Nei casi di positività, le persone sono state accompagnate ad un centro di cura per effettuare un esame più specifico e, una volta confermato l’esito, in quasi tutti i casi è stato attivato un percorso di presa in carico. Per coloro che sono risultati positivi all’HBV sono stati effettuati o si stanno tutt’ora effettuando test per l’HDV.
Miriam Lichtner, professore ordinario di Malattie Infettive dell’Università Sapienza di Roma ha dichiarato: «è necessario collaborare con le comunità che vivono nei territori per capire quali possono essere le modalità e i luoghi più adatti per proporre lo screening, uno screening partecipativo che miri alla presa in carico e alla lotta allo stigma.
Grazie alla provata efficacia dei test rapidi, poi, oggi possiamo organizzare l’attività anche fuori dai contesti sanitari e, sempre insieme a mediatori culturali o a rappresentanti della comunità, garantire il counseling immediato e quindi favorire la presa in carico nei centri di cura di coloro che risultano positivi, abbattendo le barriere e facilitando l’accesso al SSN».
l’Italia è stata uno dei primi Paesi a pianificare una strategia per raggiungere l’obiettivo di eradicare l’infezione entro il 2030 secondo quanto indicato dall’OMS. Tuttavia, il raggiungimento dell’obiettivo è lontano.

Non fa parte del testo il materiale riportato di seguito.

//! WhatsApp Cloud API webhook payload shapes.
//!
//! Only the fields the bridge needs are modeled; everything else in the
//! notification is ignored. Unknown message types degrade to "nothing to
//! process" rather than a parse failure, because the Cloud API redelivers
//! on non-200 responses.

use serde::Deserialize;

use wcb_core::domain::SenderId;

#[derive(Debug, Deserialize)]
pub struct WebhookPayload {
    #[serde(default)]
    pub entry: Vec<Entry>,
}

#[derive(Debug, Deserialize)]
pub struct Entry {
    #[serde(default)]
    pub changes: Vec<Change>,
}

#[derive(Debug, Deserialize)]
pub struct Change {
    #[serde(default)]
    pub value: ChangeValue,
}

#[derive(Debug, Default, Deserialize)]
pub struct ChangeValue {
    #[serde(default)]
    pub messages: Vec<RawMessage>,
}

/// A media attachment reference. Bytes are fetched separately via the
/// Graph API media endpoint.
#[derive(Debug, Deserialize)]
pub struct MediaRef {
    pub id: String,
    #[serde(default)]
    pub mime_type: Option<String>,
    #[serde(default)]
    pub caption: Option<String>,
}

#[derive(Debug, Deserialize)]
pub struct TextBody {
    #[serde(default)]
    pub body: String,
}

#[derive(Debug, Deserialize)]
pub struct RawMessage {
    pub from: String,
    #[serde(rename = "type", default)]
    pub kind: String,
    #[serde(default)]
    pub text: Option<TextBody>,
    #[serde(default)]
    pub image: Option<MediaRef>,
    #[serde(default)]
    pub video: Option<MediaRef>,
    #[serde(default)]
    pub document: Option<MediaRef>,
    #[serde(default)]
    pub audio: Option<MediaRef>,
    #[serde(default)]
    pub sticker: Option<MediaRef>,
}

/// What one raw message normalizes to before media download.
#[derive(Debug)]
pub enum IncomingBody {
    Text(String),
    Media {
        media_id: String,
        mime_type: String,
        caption: Option<String>,
    },
}

#[derive(Debug)]
pub struct IncomingMessage {
    pub sender: SenderId,
    pub body: IncomingBody,
}

impl RawMessage {
    fn media_ref(&self) -> Option<&MediaRef> {
        self.image
            .as_ref()
            .or(self.video.as_ref())
            .or(self.document.as_ref())
            .or(self.audio.as_ref())
            .or(self.sticker.as_ref())
    }
}

/// Flatten a notification into normalized messages, in delivery order.
pub fn extract_messages(payload: &WebhookPayload) -> Vec<IncomingMessage> {
    let mut out = Vec::new();

    for entry in &payload.entry {
        for change in &entry.changes {
            for msg in &change.value.messages {
                let sender = SenderId(msg.from.clone());

                if let Some(media) = msg.media_ref() {
                    out.push(IncomingMessage {
                        sender: sender.clone(),
                        body: IncomingBody::Media {
                            media_id: media.id.clone(),
                            mime_type: media
                                .mime_type
                                .clone()
                                .unwrap_or_else(|| "application/octet-stream".into()),
                            caption: media.caption.clone(),
                        },
                    });
                    continue;
                }

                if let Some(text) = &msg.text {
                    if !text.body.trim().is_empty() {
                        out.push(IncomingMessage {
                            sender,
                            body: IncomingBody::Text(text.body.clone()),
                        });
                    }
                }
                // Reactions, locations, contacts and other types carry
                // nothing the aggregator can use; skip them.
            }
        }
    }

    out
}

#[cfg(test)]
mod tests {
    use super::*;

    const SAMPLE: &str = r#"{
        "object": "whatsapp_business_account",
        "entry": [{
            "id": "1031",
            "changes": [{
                "field": "messages",
                "value": {
                    "messaging_product": "whatsapp",
                    "metadata": {"display_phone_number": "1555", "phone_number_id": "2048"},
                    "messages": [
                        {
                            "from": "919999888777",
                            "id": "wamid.A==",
                            "timestamp": "1756300000",
                            "type": "image",
                            "image": {"id": "media-1", "mime_type": "image/jpeg", "sha256": "x"}
                        },
                        {
                            "from": "919999888777",
                            "id": "wamid.B==",
                            "timestamp": "1756300001",
                            "type": "text",
                            "text": {"body": "Red dress"}
                        }
                    ]
                }
            }]
        }]
    }"#;

    #[test]
    fn extracts_media_and_text_in_delivery_order() {
        let payload: WebhookPayload = serde_json::from_str(SAMPLE).unwrap();
        let msgs = extract_messages(&payload);

        assert_eq!(msgs.len(), 2);
        assert_eq!(msgs[0].sender.as_str(), "919999888777");
        match &msgs[0].body {
            IncomingBody::Media {
                media_id,
                mime_type,
                ..
            } => {
                assert_eq!(media_id, "media-1");
                assert_eq!(mime_type, "image/jpeg");
            }
            other => panic!("expected media, got {other:?}"),
        }
        match &msgs[1].body {
            IncomingBody::Text(t) => assert_eq!(t, "Red dress"),
            other => panic!("expected text, got {other:?}"),
        }
    }

    #[test]
    fn status_only_notifications_produce_no_messages() {
        let payload: WebhookPayload = serde_json::from_str(
            r#"{"entry": [{"changes": [{"value": {"statuses": [{"id": "wamid.C=="}]}}]}]}"#,
        )
        .unwrap();
        assert!(extract_messages(&payload).is_empty());
    }

    #[test]
    fn media_without_mime_type_gets_a_fallback() {
        let payload: WebhookPayload = serde_json::from_str(
            r#"{"entry": [{"changes": [{"value": {"messages": [
                {"from": "S", "type": "document", "document": {"id": "d-1"}}
            ]}}]}]}"#,
        )
        .unwrap();
        let msgs = extract_messages(&payload);
        match &msgs[0].body {
            IncomingBody::Media { mime_type, .. } => {
                assert_eq!(mime_type, "application/octet-stream")
            }
            other => panic!("expected media, got {other:?}"),
        }
    }
}
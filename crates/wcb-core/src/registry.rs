use std::collections::HashSet;

use crate::domain::VendorCode;

/// Process-lifetime set of vendor codes seen so far.
///
/// The catalog backend has no real vendor-creation API; registration here
/// is local bookkeeping. The caller fires a best-effort notification to
/// the catalog when a code is newly seen, and that side effect must never
/// block or fail the vendor switch itself.
#[derive(Debug, Default)]
pub struct VendorRegistry {
    known: HashSet<VendorCode>,
}

impl VendorRegistry {
    pub fn new() -> Self {
        Self::default()
    }

    /// Returns `true` if the code was not previously known.
    pub fn ensure_registered(&mut self, code: &VendorCode) -> bool {
        self.known.insert(code.clone())
    }

    pub fn is_known(&self, code: &VendorCode) -> bool {
        self.known.contains(code)
    }

    pub fn len(&self) -> usize {
        self.known.len()
    }

    pub fn is_empty(&self) -> bool {
        self.known.is_empty()
    }
}

#[cfg(test)]
mod tests {
    use super::*;

    #[test]
    fn first_registration_is_new_second_is_not() {
        let mut reg = VendorRegistry::new();
        let acme = VendorCode::new("ACME");

        assert!(reg.ensure_registered(&acme));
        assert!(!reg.ensure_registered(&acme));
        assert!(reg.is_known(&acme));
        assert_eq!(reg.len(), 1);
    }

    #[test]
    fn codes_differing_only_in_case_collapse() {
        let mut reg = VendorRegistry::new();
        assert!(reg.ensure_registered(&VendorCode::new("acme")));
        assert!(!reg.ensure_registered(&VendorCode::new("ACME")));
    }
}
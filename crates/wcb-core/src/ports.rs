use async_trait::async_trait;
use serde::{Deserialize, Serialize};

use crate::aggregator::DraftRecord;
use crate::domain::{SenderId, VendorCode};
use crate::Result;

/// Outbound side of the chat transport: reply delivery only. Inbound
/// events are produced by the adapter and fed to the core directly.
#[async_trait]
pub trait TransportPort: Send + Sync {
    async fn send_text(&self, to: &SenderId, body: &str) -> Result<()>;
}

/// One media item on the submission wire.
#[derive(Clone, Debug, Serialize, Deserialize, PartialEq, Eq)]
pub struct MediaUpload {
    pub filename: String,
    pub base64: String,
    pub mimetype: String,
}

/// The catalog submission payload: one request per flushed draft.
#[derive(Clone, Debug, Serialize, Deserialize)]
pub struct ProductSubmission {
    pub sender: String,
    pub vendor: String,
    pub description: String,
    pub images: Vec<MediaUpload>,
    #[serde(default, skip_serializing_if = "Vec::is_empty")]
    pub videos: Vec<MediaUpload>,
    /// ISO-8601, time of first contribution to the draft.
    pub timestamp: String,
}

impl From<DraftRecord> for ProductSubmission {
    fn from(record: DraftRecord) -> Self {
        let to_upload = |assets: Vec<crate::aggregator::MediaAsset>| {
            assets
                .into_iter()
                .map(|a| MediaUpload {
                    filename: a.filename,
                    base64: a.base64,
                    mimetype: a.mime_type,
                })
                .collect()
        };

        Self {
            sender: record.sender.0,
            vendor: record.vendor.as_str().to_string(),
            description: record.description,
            images: to_upload(record.images),
            videos: to_upload(record.videos),
            timestamp: record.created_at.to_rfc3339(),
        }
    }
}

/// Confirmation fields the catalog returns on a successful submission.
/// Everything is optional; the reply formatter fills gaps with a dash.
#[derive(Clone, Debug, Default, Deserialize, Serialize)]
pub struct Confirmation {
    pub title: Option<String>,
    pub category: Option<String>,
    pub collections: Option<String>,
    pub price: Option<String>,
    pub compare_at_price: Option<String>,
    pub size: Option<String>,
    pub tags: Option<String>,
    pub sku: Option<String>,
    pub vendor: Option<String>,
    pub status: Option<String>,
}

/// Submission failure classes. Both are terminal for the record: there is
/// no retry and no durable queue (at-most-once delivery to the catalog).
#[derive(Debug, thiserror::Error)]
pub enum SubmitError {
    /// The catalog answered but did not accept the product
    /// (validation failure, non-success status).
    #[error("catalog rejected submission: {0}")]
    Rejected(String),

    /// Network-level failure or deadline exceeded talking to the catalog.
    #[error("catalog transport failure: {0}")]
    Transport(String),
}

/// Outbound port to the catalog backend.
#[async_trait]
pub trait CatalogPort: Send + Sync {
    async fn submit_product(
        &self,
        submission: &ProductSubmission,
    ) -> std::result::Result<Confirmation, SubmitError>;

    /// Best-effort vendor notification. No real vendor object exists on
    /// the catalog side; failures here must never propagate into the
    /// vendor-switch transition.
    async fn register_vendor(&self, code: &VendorCode) -> Result<()>;
}
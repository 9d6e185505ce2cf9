use std::{collections::HashMap, sync::Arc};

use axum::{
    body::Bytes,
    extract::{Query, State},
    http::StatusCode,
    routing::get,
    Router,
};
use tokio::sync::{Mutex, OwnedMutexGuard};

use wcb_core::{
    aggregator::{Aggregator, Outcome},
    audit::{AuditEvent, AuditLogger},
    config::Config,
    dispatcher::FlushDispatcher,
    domain::SenderId,
    events::InboundEvent,
    formatting::format_start_ack,
    ports::{CatalogPort, TransportPort},
    security::is_allowed_sender,
};

use crate::media::MediaFetchPort;
use crate::payload::{extract_messages, IncomingBody, IncomingMessage, WebhookPayload};

pub struct AppState {
    pub cfg: Arc<Config>,
    pub aggregator: Mutex<Aggregator>,
    pub dispatcher: FlushDispatcher,
    pub transport: Arc<dyn TransportPort>,
    pub catalog: Arc<dyn CatalogPort>,
    pub media: Arc<dyn MediaFetchPort>,
    pub sender_locks: SenderLocks,
    pub audit: AuditLogger,
}

/// Per-sender serialization: one sender's events are handled to
/// completion, in order, even when media downloads suspend in between.
/// Different senders may interleave freely; their state is sharded.
#[derive(Default)]
pub struct SenderLocks {
    inner: Mutex<HashMap<String, Arc<Mutex<()>>>>,
}

impl SenderLocks {
    pub async fn lock_sender(&self, sender: &str) -> OwnedMutexGuard<()> {
        let lock = {
            let mut map = self.inner.lock().await;
            map.entry(sender.to_string())
                .or_insert_with(|| Arc::new(Mutex::new(())))
                .clone()
        };
        lock.lock_owned().await
    }
}

/// Run the webhook server until it fails or the process is stopped.
pub async fn run_webhook(state: Arc<AppState>) -> anyhow::Result<()> {
    let addr = state.cfg.webhook_addr.clone();

    tracing::info!("wcb webhook listening on {addr}");
    tracing::info!("allowed senders: {}", state.cfg.allowed_senders.len());
    tracing::info!("catalog endpoint: {}", state.cfg.catalog_submit_url);

    let app = Router::new()
        .route("/webhook", get(verify_webhook).post(receive_webhook))
        .with_state(state);

    let listener = tokio::net::TcpListener::bind(&addr).await?;
    axum::serve(listener, app).await?;

    Ok(())
}

/// Cloud API subscription handshake: echo `hub.challenge` when the mode
/// and verify token match, 403 otherwise.
async fn verify_webhook(
    State(state): State<Arc<AppState>>,
    Query(params): Query<HashMap<String, String>>,
) -> Result<String, StatusCode> {
    verification_response(&params, &state.cfg.wa_verify_token)
}

fn verification_response(
    params: &HashMap<String, String>,
    expected_token: &str,
) -> Result<String, StatusCode> {
    let mode = params.get("hub.mode").map(String::as_str);
    let token = params.get("hub.verify_token").map(String::as_str);
    let challenge = params.get("hub.challenge");

    match (mode, token, challenge) {
        (Some("subscribe"), Some(t), Some(c)) if t == expected_token => Ok(c.clone()),
        _ => Err(StatusCode::FORBIDDEN),
    }
}

/// Inbound notification endpoint.
///
/// Always answers 200: the Cloud API redelivers on anything else, and a
/// poison notification must not loop forever. The body is taken raw and
/// parsed by hand so a malformed payload cannot trip an extractor
/// rejection; unparseable bodies are logged and dropped.
async fn receive_webhook(State(state): State<Arc<AppState>>, body: Bytes) -> StatusCode {
    let payload: WebhookPayload = match serde_json::from_slice(&body) {
        Ok(p) => p,
        Err(e) => {
            tracing::warn!(error = %e, "unparseable webhook payload dropped");
            return StatusCode::OK;
        }
    };

    for msg in extract_messages(&payload) {
        process_incoming(&state, msg).await;
    }

    StatusCode::OK
}

/// Audit-trail loss is never fatal, but it is always visible in the log.
fn audit_or_warn(audit: &AuditLogger, event: AuditEvent) {
    if let Err(e) = audit.write(event) {
        tracing::warn!(error = %e, "audit write failed");
    }
}

/// The full inbound pipeline for one message: allow-list gate, media
/// materialization, state machine transition, and outcome side effects.
pub async fn process_incoming(state: &AppState, msg: IncomingMessage) {
    let sender = msg.sender.clone();

    if !is_allowed_sender(&sender, &state.cfg.allowed_senders) {
        tracing::debug!(sender = %sender, "dropping event from unauthorized sender");
        audit_or_warn(&state.audit, AuditEvent::auth(&sender, false));
        return;
    }

    let _guard = state.sender_locks.lock_sender(sender.as_str()).await;

    match msg.body {
        IncomingBody::Text(text) => {
            audit_or_warn(&state.audit, AuditEvent::message(&sender, "text", &text));
            apply_event(state, InboundEvent::text(sender, &text)).await;
        }
        IncomingBody::Media {
            media_id,
            mime_type,
            caption,
        } => {
            let payload = match state.media.fetch(&media_id, &mime_type).await {
                Ok(p) => p,
                Err(e) => {
                    tracing::warn!(sender = %sender, media_id, error = %e, "media dropped");
                    audit_or_warn(&state.audit, AuditEvent::error(Some(&sender), &e.to_string()));
                    return;
                }
            };

            audit_or_warn(
                &state.audit,
                AuditEvent::message(&sender, "media", &payload.mime_type),
            );
            apply_event(
                state,
                InboundEvent::media(sender.clone(), payload.bytes, payload.mime_type),
            )
            .await;

            // A caption rides along as a text line after its media.
            if let Some(c) = caption.filter(|c| !c.trim().is_empty()) {
                apply_event(state, InboundEvent::text(sender, &c)).await;
            }
        }
    }
}

async fn apply_event(state: &AppState, event: InboundEvent) {
    let sender = event.sender.clone();
    let outcome = {
        let mut agg = state.aggregator.lock().await;
        agg.handle(event)
    };

    match outcome {
        Outcome::Ignored(reason) => {
            tracing::debug!(sender = %sender, ?reason, "event ignored");
        }
        Outcome::MediaCollected {
            filename,
            started_draft,
        } => {
            tracing::info!(sender = %sender, filename, started_draft, "media collected");
        }
        Outcome::TextCollected => {
            tracing::debug!(sender = %sender, "text appended to draft");
        }
        Outcome::VendorSwitched { code, newly_seen } => {
            tracing::info!(sender = %sender, vendor = %code, newly_seen, "vendor switched");
            audit_or_warn(
                &state.audit,
                AuditEvent::vendor_switch(&sender, &code, newly_seen),
            );
            if newly_seen {
                // Fire-and-forget; a failed notification never undoes the
                // switch.
                if let Err(e) = state.catalog.register_vendor(&code).await {
                    tracing::warn!(vendor = %code, error = %e, "vendor notification failed");
                }
            }
        }
        Outcome::DraftStarted { discarded_previous } => {
            let vendor = {
                let agg = state.aggregator.lock().await;
                agg.active_vendor(&sender)
            };
            tracing::info!(sender = %sender, discarded_previous, "draft started");
            let ack = format_start_ack(&vendor, discarded_previous);
            if let Err(e) = state.transport.send_text(&sender, &ack).await {
                tracing::warn!(sender = %sender, error = %e, "start ack failed");
            }
        }
        Outcome::FlushReady(record) => {
            let vendor = record.vendor.clone();
            let images = record.images.len();
            let videos = record.videos.len();

            let result = state.dispatcher.flush(record).await;
            audit_or_warn(
                &state.audit,
                AuditEvent::flush(
                    &sender,
                    &vendor,
                    images,
                    videos,
                    result.is_ok(),
                    result.as_ref().err().map(|e| e.to_string()).as_deref(),
                ),
            );
        }
        Outcome::FlushSkippedEmpty => {
            tracing::info!(sender = %sender, "flush marker with empty description, draft kept open");
        }
    }
}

«È evidente che si deve fare di più: sappiamo che nei SERD e nelle carceri la prevalenza è maggiore ed è quindi lì che dobbiamo continuare ad effettuare i test e ad estenderli su tutto il territorio nazionale», ha spiegato Stefano Fagiuoli, direttore dell’Unità complessa di Gastroenterologia, epatologia e trapiantologia dell’ASST Papa Giovanni XXIII di Bergamo e professore di Gastroenterologia presso il dipartimento di Medicina e chirurgia dell’Università Milano Bicocca.
«È però importante anche favorire i test opportunistici negli ospedali, proponendo il test ai pazienti ricoverati anche in reparti diversi dalla gastroenterologia o dall’infettivologia o ancora coinvolgere i medici di medicina generale per capire quanti dei loro assistiti hanno aderito allo screening e proporlo a quelli che non hanno ancora aderito o non hanno mai effettuato il test».